Les « nouvelles » spatialités de la violence

The “new” spatialities of violence

Le renouveau de la recherche sur les différentes dimensions spatiales de la violence couvre de nombreux sujets de recherche en géographie et en études urbaines. Les développements dans les études sur les migrations (voir l’article de Luna Vives dans le présent numéro), par exemple, ont intégré des compréhensions plus larges de la notion de violence (physique, intime et genrée, entre autres) liée à différentes formes de contrôle de l’État et de la population ainsi qu’à la manière dont les individus et les familles vivent les processus de migration (Bachellerie, 2020 ; Faret, 2020 ; Quiminal et Blum Le Coat, 2013 ; Schmoll, 2020). Récemment aussi, l’étude de l’évolution des mouvements sociaux et de leurs stratégies de contestation, que ce soit à propos des actions liées aux luttes climatiques ou au sujet des violences policières (voir également la rubrique Espace public de ce numéro), témoigne du renouvellement des études spatiales de la violence (en France, voir par exemple Chevalier et Sibertin Blanc, 2021 ; Egon et Laslaz, 2020 ; Gondreau et Bridier, 2020). Les révoltes de juin et juillet 2023 en France ont démontré une fois de plus que la violence se situe à l’interface des logiques d’exclusion et des stratégies de lutte contre les injustices spatiales.
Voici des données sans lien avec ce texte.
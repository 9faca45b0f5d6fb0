use actix_web::http::StatusCode;
use actix_web::{HttpResponse, ResponseError};
use sea_orm::DbErr;
use crate::models::ApiError;
use thiserror::Error;

pub type AppResult<T> = Result<T, AppError>;

const INTERNAL_MESSAGE: &str = "서버 오류가 발생했습니다.";

/// Draw engine failures, in validation order
#[derive(Error, Debug)]
pub enum DrawError {
    #[error("참여 코드가 필요합니다.")]
    InvalidInput,

    #[error("유효하지 않은 참여 코드입니다.")]
    CodeNotFound,

    #[error("이미 사용된 참여 코드입니다.")]
    CodeAlreadyUsed,

    #[error("모든 경품이 소진되었습니다.")]
    PrizesExhausted,

    #[error("Store unavailable: {0}")]
    Store(#[from] DbErr),
}

impl DrawError {
    pub fn code(&self) -> &'static str {
        match self {
            DrawError::InvalidInput => "INVALID_INPUT",
            DrawError::CodeNotFound => "CODE_NOT_FOUND",
            DrawError::CodeAlreadyUsed => "CODE_ALREADY_USED",
            DrawError::PrizesExhausted => "PRIZES_EXHAUSTED",
            DrawError::Store(_) => "STORE_UNAVAILABLE",
        }
    }
}

#[derive(Error, Debug)]
pub enum ClaimError {
    #[error("당첨자 ID와 휴대폰 번호가 필요합니다.")]
    InvalidInput,

    #[error("유효하지 않은 당첨자 정보입니다.")]
    WinnerNotFound,

    #[error("올바른 휴대폰 번호를 입력해주세요.")]
    InvalidPhoneNumber,

    #[error("이미 상품을 수령했습니다.")]
    AlreadyClaimed,

    /// Detail is provider-specific and only ever logged
    #[error("상품 발송 중 오류가 발생했습니다.")]
    FulfillmentFailed(String),

    #[error("Store unavailable: {0}")]
    Store(#[from] DbErr),
}

impl ClaimError {
    pub fn code(&self) -> &'static str {
        match self {
            ClaimError::InvalidInput => "INVALID_INPUT",
            ClaimError::WinnerNotFound => "WINNER_NOT_FOUND",
            ClaimError::InvalidPhoneNumber => "INVALID_PHONE_NUMBER",
            ClaimError::AlreadyClaimed => "ALREADY_CLAIMED",
            ClaimError::FulfillmentFailed(_) => "FULFILLMENT_FAILED",
            ClaimError::Store(_) => "STORE_UNAVAILABLE",
        }
    }
}

#[derive(Error, Debug)]
pub enum IssueError {
    #[error("생성할 코드 수는 1개에서 {max}개 사이여야 합니다.")]
    InvalidCount { max: usize },

    #[error("고유한 코드 생성에 실패했습니다.")]
    GenerationFailed,

    #[error("Store unavailable: {0}")]
    Store(#[from] DbErr),
}

impl IssueError {
    pub fn code(&self) -> &'static str {
        match self {
            IssueError::InvalidCount { .. } => "INVALID_COUNT",
            IssueError::GenerationFailed => "GENERATION_FAILED",
            IssueError::Store(_) => "STORE_UNAVAILABLE",
        }
    }
}

#[derive(Error, Debug)]
pub enum ImportError {
    #[error("업로드할 코드가 없습니다.")]
    Empty,

    #[error("한 번에 최대 {max}개까지만 업로드 가능합니다.")]
    TooMany { max: usize },

    #[error("Store unavailable: {0}")]
    Store(#[from] DbErr),
}

impl ImportError {
    pub fn code(&self) -> &'static str {
        match self {
            ImportError::Empty => "EMPTY",
            ImportError::TooMany { .. } => "TOO_MANY",
            ImportError::Store(_) => "STORE_UNAVAILABLE",
        }
    }
}

#[derive(Error, Debug)]
pub enum AppError {
    #[error("Database error: {0}")]
    DatabaseError(#[from] DbErr),

    #[error(transparent)]
    Draw(#[from] DrawError),

    #[error(transparent)]
    Claim(#[from] ClaimError),

    #[error(transparent)]
    Issue(#[from] IssueError),

    #[error(transparent)]
    Import(#[from] ImportError),

    #[error("Validation error: {0}")]
    ValidationError(String),

    #[error("Auth error: {0}")]
    AuthError(String),

    #[error("Not found: {0}")]
    NotFound(String),

    #[error("External API error: {0}")]
    ExternalApiError(String),

    #[error("Config error: {0}")]
    ConfigError(String),

    #[error("HTTP request error: {0}")]
    ReqwestError(#[from] reqwest::Error),
}

fn failure(status: StatusCode, code: &str, message: &str) -> HttpResponse {
    HttpResponse::build(status).json(ApiError {
        success: false,
        error: message.to_string(),
        code: code.to_string(),
    })
}

fn internal(code: &str) -> HttpResponse {
    failure(StatusCode::INTERNAL_SERVER_ERROR, code, INTERNAL_MESSAGE)
}

impl ResponseError for AppError {
    fn status_code(&self) -> StatusCode {
        match self {
            AppError::Draw(DrawError::Store(_))
            | AppError::Claim(ClaimError::Store(_))
            | AppError::Claim(ClaimError::FulfillmentFailed(_))
            | AppError::Issue(IssueError::Store(_))
            | AppError::Import(ImportError::Store(_)) => StatusCode::INTERNAL_SERVER_ERROR,
            AppError::Draw(_) | AppError::Issue(_) | AppError::Import(_) => StatusCode::BAD_REQUEST,
            AppError::Claim(ClaimError::WinnerNotFound) => StatusCode::NOT_FOUND,
            AppError::Claim(_) => StatusCode::BAD_REQUEST,
            AppError::ValidationError(_) => StatusCode::BAD_REQUEST,
            AppError::AuthError(_) => StatusCode::UNAUTHORIZED,
            AppError::NotFound(_) => StatusCode::NOT_FOUND,
            AppError::ExternalApiError(_) => StatusCode::BAD_GATEWAY,
            AppError::DatabaseError(_) | AppError::ConfigError(_) | AppError::ReqwestError(_) => {
                StatusCode::INTERNAL_SERVER_ERROR
            }
        }
    }

    fn error_response(&self) -> HttpResponse {
        let status = self.status_code();
        match self {
            AppError::Draw(DrawError::Store(err)) => {
                log::error!("Draw failed on store: {err}");
                internal("STORE_UNAVAILABLE")
            }
            AppError::Draw(e) => {
                log::info!("Participation rejected: {}", e.code());
                failure(status, e.code(), &e.to_string())
            }
            AppError::Claim(ClaimError::Store(err)) => {
                log::error!("Claim failed on store: {err}");
                internal("STORE_UNAVAILABLE")
            }
            AppError::Claim(e @ ClaimError::FulfillmentFailed(detail)) => {
                log::error!("Fulfillment failed: {detail}");
                failure(status, e.code(), &e.to_string())
            }
            AppError::Claim(e) => {
                log::info!("Claim rejected: {}", e.code());
                failure(status, e.code(), &e.to_string())
            }
            AppError::Issue(IssueError::Store(err)) => {
                log::error!("Code issue failed on store: {err}");
                internal("STORE_UNAVAILABLE")
            }
            AppError::Issue(e) => {
                log::warn!("Code issue rejected: {e}");
                failure(status, e.code(), &e.to_string())
            }
            AppError::Import(ImportError::Store(err)) => {
                log::error!("Code import failed on store: {err}");
                internal("STORE_UNAVAILABLE")
            }
            AppError::Import(e) => {
                log::warn!("Code import rejected: {e}");
                failure(status, e.code(), &e.to_string())
            }
            AppError::ValidationError(msg) => {
                log::warn!("Validation error: {msg}");
                failure(status, "VALIDATION_ERROR", msg)
            }
            AppError::AuthError(msg) => {
                log::warn!("Authentication error: {msg}");
                failure(status, "AUTH_ERROR", "로그인이 필요합니다.")
            }
            AppError::NotFound(msg) => failure(status, "NOT_FOUND", msg),
            AppError::ExternalApiError(msg) => {
                log::error!("External API error: {msg}");
                failure(status, "EXTERNAL_API_ERROR", INTERNAL_MESSAGE)
            }
            AppError::DatabaseError(err) => {
                log::error!("Database error: {err}");
                internal("DATABASE_ERROR")
            }
            AppError::ConfigError(_) | AppError::ReqwestError(_) => {
                log::error!("Internal error: {self}");
                internal("INTERNAL_ERROR")
            }
        }
    }
}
The renewal of research on the different spatial dimensions of violence covers many research topics in geography and urban studies. Developments in migration studies (see Luna Vives in this special issue), for instance, have integrated wider understandings of the notion of violence (e.g., physical, intimate, gendered) related to different forms of state and population controls and to the way individuals and families are experiencing migration processes (Bachellerie, 2020; Faret, 2020; Quiminal and Blum Le Coat, 2013; Schmoll, 2020). And the notion of violence continues to be questioned in another subject area, the study of the evolution of social movements and their strategies of contestation (in France, see for instance Chevalier and Sibertin-Blanc, 2021; Egon and Laslaz, 2020; Gondreau and Bridier, 2020). Research on issues concerning police violence (see also the Public Space section of this special issue), climate-related actions and identity-based struggles is now increasingly contributing to work on the “geographies of violence”. The uprisings in June and July 2023 in France demonstrated once again that violence is at the heart of both the mechanisms of exclusion and the social struggles against spatial injustice.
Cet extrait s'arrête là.